— WORK REQUEST —
Produce a copy of every line in the records that holds the string "Kutta".

** Opening INFORMATION SHOWN block **

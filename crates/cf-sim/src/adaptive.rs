//! Adaptive Dormand-Prince 5(4) integrator.
//!
//! Seven-stage explicit Runge-Kutta pair: the 5th order solution is
//! propagated and the embedded 4th order solution supplies the local
//! error estimate used for step size control.

use cf_core::Tolerances;

use crate::error::SimResult;
use crate::model::TransientModel;

const C: [f64; 7] = [0.0, 1.0 / 5.0, 3.0 / 10.0, 4.0 / 5.0, 8.0 / 9.0, 1.0, 1.0];

#[rustfmt::skip]
const A: [&[f64]; 6] = [
    &[1.0 / 5.0],
    &[3.0 / 40.0, 9.0 / 40.0],
    &[44.0 / 45.0, -56.0 / 15.0, 32.0 / 9.0],
    &[19372.0 / 6561.0, -25360.0 / 2187.0, 64448.0 / 6561.0, -212.0 / 729.0],
    &[9017.0 / 3168.0, -355.0 / 33.0, 46732.0 / 5247.0, 49.0 / 176.0, -5103.0 / 18656.0],
    &[35.0 / 384.0, 0.0, 500.0 / 1113.0, 125.0 / 192.0, -2187.0 / 6784.0, 11.0 / 84.0],
];

// 5th order weights (identical to the last row of A, FSAL).
#[rustfmt::skip]
const B: [f64; 6] = [35.0 / 384.0, 0.0, 500.0 / 1113.0, 125.0 / 192.0, -2187.0 / 6784.0, 11.0 / 84.0];

// b5 - b4
#[rustfmt::skip]
const E: [f64; 7] = [
    71.0 / 57600.0, 0.0, -71.0 / 16695.0, 71.0 / 1920.0,
    -17253.0 / 339200.0, 22.0 / 525.0, -1.0 / 40.0,
];

/// Outcome of one trial step.
#[derive(Clone, Debug)]
pub struct AdaptiveStep<S> {
    /// Candidate state at t + dt (5th order).
    pub x: S,
    /// Scaled error norm; <= 1.0 means the step is acceptable.
    pub error_norm: f64,
}

impl<S> AdaptiveStep<S> {
    pub fn accepted(&self) -> bool {
        self.error_norm <= 1.0
    }
}

/// Dormand-Prince 5(4) stepper with a standard step size controller.
#[derive(Clone, Debug)]
pub struct DormandPrince {
    pub tol: Tolerances,
    /// Safety factor applied to the optimal step estimate.
    pub safety: f64,
    /// Smallest allowed step shrink factor.
    pub min_factor: f64,
    /// Largest allowed step growth factor.
    pub max_factor: f64,
}

impl Default for DormandPrince {
    fn default() -> Self {
        Self::new(Tolerances {
            abs: 1e-8,
            rel: 1e-6,
        })
    }
}

impl DormandPrince {
    pub fn new(tol: Tolerances) -> Self {
        Self {
            tol,
            safety: 0.9,
            min_factor: 0.2,
            max_factor: 5.0,
        }
    }

    /// Attempt one step of size `dt` from `(t, x)` without committing to it.
    pub fn attempt<M: TransientModel>(
        &self,
        model: &mut M,
        t: f64,
        x: &M::State,
        dt: f64,
    ) -> SimResult<AdaptiveStep<M::State>> {
        let mut k: Vec<M::State> = Vec::with_capacity(7);
        k.push(model.rhs(t, x)?);

        for (stage, row) in A.iter().enumerate() {
            let xs = combine(model, x, dt, row, &k);
            k.push(model.rhs(t + C[stage + 1] * dt, &xs)?);
        }

        let x_new = combine(model, x, dt, &B, &k);

        let mut err = model.scale(&k[0], dt * E[0]);
        for (e, ki) in E.iter().zip(&k).skip(1) {
            if *e != 0.0 {
                err = model.add(&err, &model.scale(ki, dt * e));
            }
        }
        let error_norm = model.error_norm(&err, x, &x_new, self.tol);

        Ok(AdaptiveStep {
            x: x_new,
            error_norm,
        })
    }

    /// Factor to apply to the step size after a trial with the given error.
    pub fn step_factor(&self, error_norm: f64) -> f64 {
        if !error_norm.is_finite() {
            return self.min_factor;
        }
        if error_norm <= 0.0 {
            return self.max_factor;
        }
        let factor = self.safety * error_norm.powf(-1.0 / 5.0);
        if error_norm > 1.0 {
            factor.clamp(self.min_factor, 1.0)
        } else {
            factor.clamp(self.min_factor, self.max_factor)
        }
    }
}

/// x + dt * sum(coefs[i] * k[i])
fn combine<M: TransientModel>(
    model: &M,
    x: &M::State,
    dt: f64,
    coefs: &[f64],
    k: &[M::State],
) -> M::State {
    let mut acc = x.clone();
    for (c, ki) in coefs.iter().zip(k) {
        if *c != 0.0 {
            acc = model.add(&acc, &model.scale(ki, dt * c));
        }
    }
    acc
}
use clap::{Parser, Subcommand, ValueEnum};
use std::path::{Path, PathBuf};
use cf_model::trajectory::{CHART_TITLE, X_AXIS_LABEL};
use cf_model::{FlowParams, ModelResult, Series, Trajectory, scenario, simulate_with};
use cf_sim::{GridOptions, IntegratorType};

#[derive(Parser)]
#[command(name = "cf-cli")]
#[command(about = "Circular Flow CLI - three-stock circular material-flow simulator", long_about = None)]
struct Cli {
    #[command(subcommand)]
    command: Commands,
}

#[derive(Subcommand)]
enum Commands {
    /// Run a simulation and print the sampled trajectory
    Run {
        /// Recycling efficiency (0.10 - 1.00)
        #[arg(long)]
        efficiency: Option<f64>,
        /// Base recycling capacity (5 - 30), doubled from t=30
        #[arg(long)]
        capacity: Option<u32>,
        /// Cut virgin raw-material inflow to 20% from t=40
        #[arg(long, conflicts_with = "no_crisis")]
        crisis: bool,
        /// Keep virgin raw-material inflow at its base rate
        #[arg(long)]
        no_crisis: bool,
        /// Scenario YAML file; command-line values override it
        #[arg(long)]
        scenario: Option<PathBuf>,
        /// Integration scheme
        #[arg(long, value_enum, default_value_t = IntegratorArg::Dopri5)]
        integrator: IntegratorArg,
        /// Print every N-th sample (the last sample is always printed)
        #[arg(long, default_value_t = 10)]
        every: usize,
    },
    /// Show parameter domains and defaults
    Params,
    /// Validate a scenario file
    Check {
        /// Path to the scenario YAML file
        scenario_path: PathBuf,
    },
}

#[derive(Clone, Copy, Debug, ValueEnum)]
enum IntegratorArg {
    /// Adaptive Dormand-Prince 5(4)
    Dopri5,
    /// Fixed-step classical Runge-Kutta
    Rk4,
    /// Fixed-step forward Euler
    Euler,
}

impl From<IntegratorArg> for IntegratorType {
    fn from(arg: IntegratorArg) -> Self {
        match arg {
            IntegratorArg::Dopri5 => IntegratorType::DormandPrince,
            IntegratorArg::Rk4 => IntegratorType::RK4,
            IntegratorArg::Euler => IntegratorType::ForwardEuler,
        }
    }
}

fn main() -> ModelResult<()> {
    // Initialize tracing
    tracing_subscriber::fmt::init();

    let cli = Cli::parse();

    match cli.command {
        Commands::Run {
            efficiency,
            capacity,
            crisis,
            no_crisis,
            scenario,
            integrator,
            every,
        } => {
            let mut params = match &scenario {
                Some(path) => scenario::load_yaml(path)?,
                None => FlowParams::default(),
            };
            if let Some(e) = efficiency {
                params.efficiency = e;
            }
            if let Some(c) = capacity {
                params.base_capacity = c;
            }
            params.crisis_enabled = apply_crisis_flags(params.crisis_enabled, crisis, no_crisis);
            cmd_run(&params, integrator.into(), every)
        }
        Commands::Params => {
            cmd_params();
            Ok(())
        }
        Commands::Check { scenario_path } => cmd_check(&scenario_path),
    }
}

/// `--crisis` / `--no-crisis` override the scenario value; neither keeps it.
fn apply_crisis_flags(current: bool, crisis: bool, no_crisis: bool) -> bool {
    if crisis {
        true
    } else if no_crisis {
        false
    } else {
        current
    }
}

fn cmd_run(params: &FlowParams, integrator: IntegratorType, every: usize) -> ModelResult<()> {
    params.validate()?;
    println!("{}", CHART_TITLE);
    println!(
        "  efficiency = {:.2}, base capacity = {}, crisis = {}",
        params.efficiency,
        params.base_capacity,
        if params.crisis_enabled { "on" } else { "off" }
    );

    let opts = GridOptions {
        integrator,
        ..GridOptions::default()
    };
    let trajectory = simulate_with(params, &opts)?;
    tracing::info!(
        accepted = trajectory.stats.accepted_steps,
        rejected = trajectory.stats.rejected_steps,
        rhs_evals = trajectory.stats.rhs_evals,
        "integration finished"
    );

    print_table(&trajectory, every.max(1));
    print_summary(&trajectory);
    Ok(())
}

fn print_table(trajectory: &Trajectory, every: usize) {
    println!();
    print!("{:>10}", X_AXIS_LABEL);
    for series in Series::ALL {
        print!("  {:>20}", series.label());
    }
    println!();

    let last = trajectory.len().saturating_sub(1);
    for (i, (t, x)) in trajectory.t.iter().zip(&trajectory.states).enumerate() {
        if i % every != 0 && i != last {
            continue;
        }
        print!("{:>10.3}", t);
        for series in Series::ALL {
            print!("  {:>20.4}", series.of(x));
        }
        println!();
    }
}

fn print_summary(trajectory: &Trajectory) {
    println!("\nSummary:");
    println!("  Time points: {}", trajectory.len());
    if let Some((t, x)) = trajectory.final_state() {
        println!("  Final state at t={:.1}:", t);
        for series in Series::ALL {
            println!(
                "    {} ({}): {:.4}",
                series.label(),
                series.code(),
                series.of(&x)
            );
        }
        println!("  Total stock: {:.4}", x.total());
    }
    if let Some(rates) = trajectory.rates().last() {
        println!(
            "  Net external flow (virgin inflow - disposal): {:.4}",
            rates.net_external_flow()
        );
    }
    println!(
        "  Steps: {} accepted, {} rejected, {} rhs evaluations",
        trajectory.stats.accepted_steps, trajectory.stats.rejected_steps, trajectory.stats.rhs_evals
    );
    if trajectory.has_negative_stock() {
        println!("  Warning: at least one stock went negative");
    }
}

fn cmd_params() {
    println!("Parameters:");
    for domain in [FlowParams::EFFICIENCY, FlowParams::BASE_CAPACITY] {
        println!(
            "  {:<14} [{}, {}] step {} (default {})",
            domain.name, domain.min, domain.max, domain.step, domain.default
        );
    }
    println!("  {:<14} on/off (default off)", "crisis_enabled");
}

fn cmd_check(scenario_path: &Path) -> ModelResult<()> {
    println!("Validating scenario: {}", scenario_path.display());
    let params = scenario::load_yaml(scenario_path)?;
    println!("✓ Scenario is valid");
    println!(
        "  efficiency = {:.2}, base capacity = {}, crisis = {}",
        params.efficiency, params.base_capacity, params.crisis_enabled
    );
    Ok(())
}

** Closing INFORMATION SHOWN block **

— SOLUTION —
//! Seven-stage explicit Runge-Kutta pair: the 5th order solution is
    /// Fixed-step classical Runge-Kutta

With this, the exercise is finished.